Data excerpts »
· · · · · · ·

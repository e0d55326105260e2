use chrono::{DateTime, Utc};
use uuid::Uuid;

use super::ConversationId;

#[derive(Debug, Clone, Copy, PartialEq, Eq, Hash)]
pub struct MessageId(Uuid);

impl MessageId {
    pub fn new() -> Self {
        Self(Uuid::new_v4())
    }

    /// Deterministic identifier for per-turn synthetic messages, derived
    /// from the conversation and the moment the turn ran. Synthetic
    /// messages are never persisted, so collisions across turns don't
    /// matter; distinctness within one turn does.
    pub fn synthetic(conversation_id: ConversationId, at: DateTime<Utc>) -> Self {
        let name = format!("{}:{}", conversation_id.as_uuid(), at.timestamp_nanos_opt().unwrap_or_default());
        Self(Uuid::new_v5(&conversation_id.as_uuid(), name.as_bytes()))
    }

    pub fn from_uuid(uuid: Uuid) -> Self {
        Self(uuid)
    }

    pub fn as_uuid(&self) -> Uuid {
        self.0
    }
}

impl Default for MessageId {
    fn default() -> Self {
        Self::new()
    }
}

· · · · · · ·

What to do » Please copy out each entry exactly as it appears above.

Completed task »
repository e0d55326105260e2
use chrono::{DateTime, Utc};
use uuid::Uuid;

use super::ConversationId;

#[derive(Debug, Clone, Copy, PartialEq, Eq, Hash)]
pub struct MessageId(Uuid);

impl MessageId {
    pub fn new() -> Self {
        Self(Uuid::new_v4())
    }

    /// Deterministic identifier for per-turn synthetic messages, derived
    /// from the conversation and the moment the turn ran. Synthetic
    /// messages are never persisted, so collisions across turns don't
    /// matter; distinctness within one turn does.
    pub fn synthetic(conversation_id: ConversationId, at: DateTime<Utc>) -> Self {
        let name = format!("{}:{}", conversation_id.as_uuid(), at.timestamp_nanos_opt().unwrap_or_default());
        Self(Uuid::new_v5(&conversation_id.as_uuid(), name.as_bytes()))
    }

    pub fn from_uuid(uuid: Uuid) -> Self {
        Self(uuid)
    }

    pub fn as_uuid(&self) -> Uuid {
        self.0
    }
}

impl Default for MessageId {
    fn default() -> Self {
        Self::new()
    }
}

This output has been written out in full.